Zusammenfinden, zusammenwirken, Gesellschaft gestalten
Auch in unseren westlichen Gesellschaften, in denen das „Ich“ besonders betont wird, leben wir nachweislich mehr „Wir“ als es auf den ersten Blick scheint. Damit das Miteinander aber zu einer gemeinschaftsfördernden Bewegung werden kann, ist es wichtig, dass sich Menschen aufgrund ihrer freien Wahl mit Überzeugung für eine gemeinsame Sache einsetzen. Diesen Prozess gilt es im Inneren des KVW zu gestalten und zu leben, damit er sich in die Gesellschaft hinein auswirken kann.

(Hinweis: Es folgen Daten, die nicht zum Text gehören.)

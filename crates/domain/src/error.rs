//! Unified error type for the domain layer
//!
//! Every rejected session operation is reported through [`DomainError`], so
//! the engine can map admission failures without falling back to strings.

use thiserror::Error;

/// Unified error type for domain operations
#[derive(Debug, Error, Clone, PartialEq, Eq)]
pub enum DomainError {
    /// Validation failed (e.g., empty free text)
    #[error("Validation failed: {0}")]
    Validation(String),

    /// Entity not found
    #[error("Entity not found: {entity_type} with id {id}")]
    NotFound {
        entity_type: &'static str,
        id: String,
    },

    /// Business rule violation
    #[error("Constraint violation: {0}")]
    Constraint(String),

    /// Parse error (for value objects)
    #[error("Parse error: {0}")]
    Parse(String),

    /// State transition not allowed
    #[error("Invalid state transition: {0}")]
    InvalidStateTransition(String),

    /// An oracle exchange is already running for this session
    #[error("The NPC is still responding; wait for the current exchange to finish")]
    ExchangeInFlight,

    /// Action needs the player to stand next to the NPC
    #[error("Move closer to the NPC to {action}")]
    OutOfRange { action: String },

    /// Mission cannot end yet
    #[error("Mission needs {threshold} interactions before it can be completed ({count} so far)")]
    ThresholdNotMet { count: u32, threshold: u32 },
}

impl DomainError {
    pub fn validation(msg: impl Into<String>) -> Self {
        Self::Validation(msg.into())
    }

    /// Create a not found error
    pub fn not_found(entity_type: &'static str, id: impl Into<String>) -> Self {
        Self::NotFound {
            entity_type,
            id: id.into(),
        }
    }

    /// Create a constraint violation error
    pub fn constraint(msg: impl Into<String>) -> Self {
        Self::Constraint(msg.into())
    }

    pub fn parse(msg: impl Into<String>) -> Self {
        Self::Parse(msg.into())
    }

    /// Create an invalid state transition error
    pub fn invalid_state_transition(msg: impl Into<String>) -> Self {
        Self::InvalidStateTransition(msg.into())
    }

    pub fn out_of_range(action: impl Into<String>) -> Self {
        Self::OutOfRange {
            action: action.into(),
        }
    }

    pub fn threshold_not_met(count: u32, threshold: u32) -> Self {
        Self::ThresholdNotMet { count, threshold }
    }
}
//! Prompt construction for the dialogue oracle.
//!
//! Prompts are plain text built from an [`ExchangeContext`] captured at
//! admission, so building one never touches live session state.

use std::fmt::Write;

use heartquest_domain::{
    Affection, BehaviorDirective, ExchangeContext, InteractionRecord, NpcMood, PlayerAction,
};

/// Token cap for every oracle call.
pub const MAX_TOKENS: u32 = 512;

/// Number of past exchanges included in action prompts.
pub const RECENT_HISTORY: usize = 8;

pub const ANALYSIS_SYSTEM_PROMPT: &str = "You are a game narrator and analyst.";

const PERSONA: &str = "\
You are Adrian, a handsome, intelligent, and charming man in your late 20s in a dating simulation game.

PERSONALITY:
- Confident but not arrogant, witty but kind
- Warm sense of humor, enjoys intellectual conversations
- Passionate about art, literature, and cooking
- Flirty when the mood is right, but not easy to win over
- Values authenticity, kindness, and genuine connection
- Dislikes dishonesty, superficiality, and overly aggressive behavior";

/// Band boundaries as shown to the oracle, paired with a sample score.
const BAND_RANGES: [(&str, i32); 4] = [("0-25", 0), ("26-60", 26), ("61-85", 61), ("86-100", 86)];

fn interaction_line(record: &InteractionRecord) -> String {
    format!(
        "- Player: {} -> Adrian ({}): \"{}\"",
        record.action_label, record.npc_mood, record.npc_dialogue
    )
}

fn mood_vocabulary() -> String {
    NpcMood::all()
        .iter()
        .map(|m| m.as_str())
        .collect::<Vec<_>>()
        .join("/")
}

/// System prompt for reacting to one player action.
pub fn action_system_prompt(ctx: &ExchangeContext, action: &PlayerAction) -> String {
    let mut prompt = String::with_capacity(3072);
    prompt.push_str(PERSONA);

    let mission = &ctx.mission;
    let _ = write!(
        prompt,
        "\n\nCURRENT STATE:\n\
         - Mission: \"{}\" - {}\n\
         - Scene: {}\n\
         - Current affection level: {}\n\
         - Current mood: {}\n",
        mission.title, mission.description, mission.scenario, ctx.affection, ctx.mood
    );
    if let Some(name) = &ctx.player_name {
        let _ = writeln!(prompt, "- The player's name is {name}");
    }

    prompt.push_str("\nRECENT INTERACTIONS:\n");
    let recent = ctx.recent_history(RECENT_HISTORY);
    if recent.is_empty() {
        prompt.push_str("(First interaction)\n");
    } else {
        for record in recent {
            prompt.push_str(&interaction_line(record));
            prompt.push('\n');
        }
    }

    if action.is_free_text() {
        let _ = write!(prompt, "\nTHE PLAYER JUST SAID: \"{}\"\n", action.label);
    } else {
        let _ = write!(prompt, "\nTHE PLAYER JUST PERFORMED THIS ACTION: \"{}\"\n", action.label);
    }

    prompt.push_str(
        "\nBEHAVIOR RULES:\n\
         - Respond naturally as Adrian would to this specific action\n\
         - Your dialogue should be 1-2 sentences, natural and in-character\n",
    );
    for (range, sample) in BAND_RANGES {
        let _ = writeln!(
            prompt,
            "- If affection is {range}: be {}",
            Affection::new(sample).band().guidance()
        );
    }
    let _ = writeln!(
        prompt,
        "- Consider the context: a \"{}\" action might be charming or awkward depending on timing",
        action.label
    );
    prompt.push_str("- If the same action is repeated too often, react with mild amusement or suggest variety\n");

    let directives = BehaviorDirective::all()
        .iter()
        .map(|d| d.as_str())
        .collect::<Vec<_>>()
        .join("/");
    let _ = write!(
        prompt,
        "\nRESPONSE FORMAT:\n\
         Respond ONLY with a JSON object (no markdown, no code blocks):\n\
         {{\"dialogue\": \"Your spoken response as Adrian\", \"mood\": \"one of: {}\", \
         \"affection_delta\": number between -10 and 10, \"npc_action\": \"one of: {}\"}}\n\
         \nnpc_action determines Adrian's physical reaction:\n",
        mood_vocabulary(),
        directives
    );
    for directive in BehaviorDirective::all() {
        let _ = writeln!(prompt, "- {}: {}", directive.as_str(), directive.meaning());
    }

    prompt
}

/// The single user turn that accompanies [`action_system_prompt`].
pub fn action_user_message(action: &PlayerAction) -> String {
    if action.is_free_text() {
        action.label.clone()
    } else {
        format!("*{}*", action.label)
    }
}

/// User message asking the narrator to grade the finished mission.
pub fn analysis_prompt(ctx: &ExchangeContext) -> String {
    let mission = &ctx.mission;
    let log = ctx
        .recent_history(RECENT_HISTORY)
        .iter()
        .map(interaction_line)
        .collect::<Vec<_>>()
        .join("\n");

    let mut prompt = format!(
        "You are the game narrator analyzing a completed mission in a dating simulation.\n\n\
         MISSION: \"{}\" - {}\n\n\
         INTERACTIONS:\n{}\n\n\
         CURRENT AFFECTION LEVEL: {}\n",
        mission.title, mission.description, log, ctx.affection
    );
    if let Some(name) = &ctx.player_name {
        let _ = writeln!(prompt, "PLAYER NAME: {name}");
    }
    let _ = write!(
        prompt,
        "\nAnalyze the player's performance. Respond ONLY with a JSON object (no markdown, no code blocks):\n\
         {{\n  \"summary\": \"2-3 sentence narrative summary of how the interaction went\",\n  \
         \"affection_change\": number (-15 to +{}),\n  \
         \"npc_mood\": \"Adrian's mood after this mission ({})\",\n  \
         \"advice\": \"One sentence of advice for winning Adrian's heart in future missions\"\n}}\n\n\
         Be fair but not too generous. Reward genuine, varied interactions. Penalize repetitive or poorly-timed actions.",
        mission.target_affection_gain,
        mood_vocabulary()
    );
    prompt
}
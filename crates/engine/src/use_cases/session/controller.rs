//! Session controller: the only writer of [`SessionState`].
//!
//! The frame loop, HTTP handlers and spawned oracle tasks all go through
//! one `RwLock`. Oracle calls never run while the lock is held: an exchange
//! is admitted under the lock, awaited outside it, then merged under it
//! again. Every mutation publishes a fresh snapshot on a `watch` channel.

use std::sync::Arc;

use heartquest_domain::{
    ActionRequest, DomainError, ExchangeId, ExchangeTicket, MergeOutcome, Mission,
    MissionAnalysis, SessionSnapshot, SessionState, TickReport, Vec2,
};
use tokio::sync::{watch, RwLock};
use tokio::task::{AbortHandle, JoinHandle};
use tracing::{debug, info, warn};

use crate::infrastructure::ports::{
    ApiKey, ClockPort, LlmError, PlayerSettings, PreferencesRepo, RepoError, SavedProgress,
    DEFAULT_PLAYER_NAME,
};
use crate::use_cases::dialogue::DialogueOrchestrator;

#[derive(Debug, thiserror::Error)]
pub enum SessionError {
    #[error(transparent)]
    Domain(#[from] DomainError),
    #[error(transparent)]
    Llm(#[from] LlmError),
    #[error(transparent)]
    Repo(#[from] RepoError),
}

/// Session state plus the task currently allowed to merge into it.
struct Inner {
    state: SessionState,
    task: Option<AbortHandle>,
}

impl Inner {
    /// Abort the outstanding exchange, if any.
    fn cancel_task(&mut self) {
        if let Some(task) = self.task.take() {
            task.abort();
        }
    }
}

/// An admitted exchange running in the background.
pub struct PendingExchange {
    pub id: ExchangeId,
    handle: JoinHandle<MergeOutcome>,
}

impl PendingExchange {
    /// Wait for the merge. `None` when the task was cancelled by a new game
    /// or mission.
    pub async fn outcome(self) -> Option<MergeOutcome> {
        self.handle.await.ok()
    }
}

pub struct SessionController {
    inner: RwLock<Inner>,
    snapshots: watch::Sender<SessionSnapshot>,
    settings: RwLock<PlayerSettings>,
    preferences: Arc<dyn PreferencesRepo>,
    dialogue: Arc<DialogueOrchestrator>,
    clock: Arc<dyn ClockPort>,
}

impl SessionController {
    pub fn new(
        state: SessionState,
        preferences: Arc<dyn PreferencesRepo>,
        dialogue: Arc<DialogueOrchestrator>,
        clock: Arc<dyn ClockPort>,
    ) -> Self {
        let (snapshots, _) = watch::channel(state.snapshot());
        Self {
            inner: RwLock::new(Inner { state, task: None }),
            snapshots,
            settings: RwLock::new(PlayerSettings::default()),
            preferences,
            dialogue,
            clock,
        }
    }

    /// Load stored settings into the controller's cache.
    pub async fn init(&self) -> Result<(), SessionError> {
        let settings = self.preferences.load_settings().await?;
        info!(
            has_api_key = settings.has_api_key(),
            player_name = %settings.player_name,
            "Loaded player settings"
        );
        *self.settings.write().await = settings;
        Ok(())
    }

    // =========================================================================
    // Game flow
    // =========================================================================

    /// Start over from the first mission and forget saved progress.
    pub async fn new_game(&self) -> Result<(), SessionError> {
        {
            let mut inner = self.inner.write().await;
            inner.cancel_task();
            inner.state.reset();
            inner.state.start_mission();
            self.publish(&inner.state);
        }
        self.preferences.clear_progress().await?;
        info!("New game started");
        Ok(())
    }

    /// Resume from saved progress (a fresh start when nothing was saved).
    pub async fn continue_game(&self) -> Result<(), SessionError> {
        let progress = self.preferences.load_progress().await?;
        let mut inner = self.inner.write().await;
        inner.cancel_task();
        inner
            .state
            .restore_progress(progress.mission_index, progress.affection);
        self.publish(&inner.state);
        info!(
            mission_index = inner.state.mission_index(),
            affection = inner.state.affection().value(),
            "Game continued"
        );
        Ok(())
    }

    pub async fn has_saved_game(&self) -> Result<bool, SessionError> {
        Ok(self.preferences.load_progress().await?.is_meaningful())
    }

    /// Move on after a completed mission. Returns false at the last mission.
    ///
    /// Rejected with `ExchangeInFlight` until the mission analysis has merged.
    pub async fn advance_to_next_mission(&self) -> Result<bool, SessionError> {
        let (advanced, progress) = {
            let mut inner = self.inner.write().await;
            if !inner.state.is_mission_complete() {
                return Err(DomainError::invalid_state_transition(
                    "finish the current mission before moving on",
                )
                .into());
            }
            if inner.state.is_loading() {
                return Err(DomainError::ExchangeInFlight.into());
            }
            let advanced = inner.state.advance_to_next_mission();
            if advanced {
                inner.cancel_task();
                self.publish(&inner.state);
            }
            (advanced, Self::progress_of(&inner.state))
        };

        if advanced {
            self.preferences.save_progress(progress).await?;
            info!(mission_index = progress.mission_index, "Advanced to next mission");
        }
        Ok(advanced)
    }

    // =========================================================================
    // Oracle exchanges
    // =========================================================================

    /// Admit a player action and run the NPC exchange in the background.
    ///
    /// A missing credential is rejected before admission and shown to the
    /// player; every other rejection leaves the session untouched.
    pub async fn perform_action(
        self: &Arc<Self>,
        request: ActionRequest,
    ) -> Result<PendingExchange, SessionError> {
        let settings = self.settings.read().await.clone();
        let mut inner = self.inner.write().await;

        let Some(api_key) = ApiKey::new(&settings.api_key) else {
            let err = LlmError::MissingCredential;
            inner.state.report_error(err.to_string());
            self.publish(&inner.state);
            return Err(err.into());
        };

        let mut ticket = inner.state.admit_action(request)?;
        ticket.context = ticket.context.with_player_name(settings.display_name());
        let id = ticket.id;
        debug!(exchange_id = %id, action = ?ticket.action().map(|a| &a.id), "Exchange admitted");

        let this = Arc::clone(self);
        let handle = tokio::spawn(async move { this.run_action(ticket, api_key).await });
        inner.task = Some(handle.abort_handle());
        self.publish(&inner.state);

        Ok(PendingExchange { id, handle })
    }

    async fn run_action(self: Arc<Self>, ticket: ExchangeTicket, api_key: ApiKey) -> MergeOutcome {
        let Some(action) = ticket.action() else {
            return MergeOutcome::Stale;
        };
        let result = self
            .dialogue
            .submit_action(&ticket.context, action, Some(api_key))
            .await;
        let now = self.clock.now();

        let mut inner = self.inner.write().await;
        let outcome = match result {
            Ok(reaction) => inner.state.merge_reaction(&ticket, reaction, now),
            Err(e) => inner.state.merge_failure(&ticket, e.to_string()),
        };
        self.finish(&mut inner, &ticket, outcome);
        outcome
    }

    /// Close the current mission and ask the narrator for a review.
    ///
    /// Oracle trouble, including a missing credential, never blocks
    /// completion: a neutral fallback analysis is merged instead.
    pub async fn complete_mission(self: &Arc<Self>) -> Result<PendingExchange, SessionError> {
        let settings = self.settings.read().await.clone();
        let mut inner = self.inner.write().await;

        let mut ticket = inner.state.admit_completion()?;
        ticket.context = ticket.context.with_player_name(settings.display_name());
        let id = ticket.id;
        debug!(exchange_id = %id, mission = %ticket.context.mission.title, "Mission completion admitted");

        let api_key = ApiKey::new(&settings.api_key);
        let this = Arc::clone(self);
        let handle = tokio::spawn(async move { this.run_analysis(ticket, api_key).await });
        inner.task = Some(handle.abort_handle());
        self.publish(&inner.state);

        Ok(PendingExchange { id, handle })
    }

    async fn run_analysis(self: Arc<Self>, ticket: ExchangeTicket, api_key: Option<ApiKey>) -> MergeOutcome {
        let analysis = match self.dialogue.analyze_mission(&ticket.context, api_key).await {
            Ok(analysis) => analysis,
            Err(e) => MissionAnalysis::fallback(Some(&e.to_string()), ticket.context.mood),
        };

        let (outcome, progress) = {
            let mut inner = self.inner.write().await;
            let outcome = inner.state.merge_analysis(&ticket, analysis);
            self.finish(&mut inner, &ticket, outcome);
            (outcome, Self::progress_of(&inner.state))
        };

        if outcome.is_applied() {
            if let Err(e) = self.preferences.save_progress(progress).await {
                warn!(error = %e, "Failed to save progress after mission completion");
            }
        }
        outcome
    }

    fn finish(&self, inner: &mut Inner, ticket: &ExchangeTicket, outcome: MergeOutcome) {
        if outcome.is_applied() {
            inner.task = None;
            self.publish(&inner.state);
            debug!(exchange_id = %ticket.id, "Exchange merged");
        } else {
            debug!(
                exchange_id = %ticket.id,
                ticket_epoch = ticket.epoch,
                session_epoch = inner.state.epoch(),
                "Discarded stale exchange result"
            );
        }
    }

    // =========================================================================
    // Frame loop and input
    // =========================================================================

    pub async fn tick(&self, raw_dt: f32) -> TickReport {
        let mut inner = self.inner.write().await;
        let report = inner.state.tick(raw_dt);
        if let Some(previous) = report.npc_transition {
            debug!(
                from = previous.name(),
                to = inner.state.world().npc.behavior.name(),
                "NPC behavior changed"
            );
        }
        self.publish(&inner.state);
        report
    }

    pub async fn set_joystick(&self, input: Vec2) {
        self.inner.write().await.state.set_joystick(input);
    }

    pub async fn send_npc_to(&self, target: Vec2) {
        self.inner.write().await.state.send_npc_to(target);
    }

    pub async fn clear_error(&self) {
        let mut inner = self.inner.write().await;
        inner.state.clear_error();
        self.publish(&inner.state);
    }

    // =========================================================================
    // Settings
    // =========================================================================

    pub async fn settings(&self) -> PlayerSettings {
        self.settings.read().await.clone()
    }

    /// Persist both settings. A blank name falls back to the default.
    pub async fn save_settings(
        &self,
        api_key: &str,
        player_name: &str,
    ) -> Result<PlayerSettings, SessionError> {
        let player_name = player_name.trim();
        let settings = PlayerSettings {
            api_key: api_key.trim().to_string(),
            player_name: if player_name.is_empty() {
                DEFAULT_PLAYER_NAME.to_string()
            } else {
                player_name.to_string()
            },
        };
        self.preferences.save_settings(&settings).await?;
        *self.settings.write().await = settings.clone();
        info!(has_api_key = settings.has_api_key(), "Settings saved");
        Ok(settings)
    }

    // =========================================================================
    // Reads
    // =========================================================================

    pub async fn snapshot(&self) -> SessionSnapshot {
        self.inner.read().await.state.snapshot()
    }

    pub fn subscribe(&self) -> watch::Receiver<SessionSnapshot> {
        self.snapshots.subscribe()
    }

    pub async fn missions(&self) -> Vec<Mission> {
        self.inner.read().await.state.catalog().missions().to_vec()
    }

    fn publish(&self, state: &SessionState) {
        self.snapshots.send_replace(state.snapshot());
    }

    fn progress_of(state: &SessionState) -> SavedProgress {
        SavedProgress {
            mission_index: state.mission_index(),
            affection: state.affection().value(),
        }
    }
}
//! Deterministic per-frame simulation.

mod clock;
mod config;
mod movement;
mod npc;
mod timers;
mod world;

pub use clock::FrameClock;
pub use config::SimulationConfig;
pub use movement::{clamp_to_bounds, resolve_player_movement, Avatar, MoveOutcome};
pub use npc::{Npc, NpcBehavior};
pub use timers::{AffectionBadge, TimedText};
pub use world::{TickReport, World};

Das neue Zweijahresthema ist also eine Gelegenheit, dass die Ehrenamtlichen im Verband sich mit Sachkundigkeit über ihr Selbstverständnis und ihre Werthaltungen austauschen. Das wiederum schafft die Grundlage dafür, dass eine gemeinsame Position gefunden werden kann, um dann mit Engagment aus dieser Kraft heraus als Teil der Gesellschaft aktiv zu werden. Das ehrenamtliche Engagment im Verband wird so zu einer Bewegung innerhalb unserer Südtiroler Gesellschaft. Durch die Entfaltung der Strahlkraft der eigenen Werthaltungen wird Gesellschaft aktiv gestaltet. Diese Aufgabe wird herausfordernd, aber auch sehr lohnend sein – für den Verband, seine Mitglieder und für unsere Südtiroler Gesellschaft.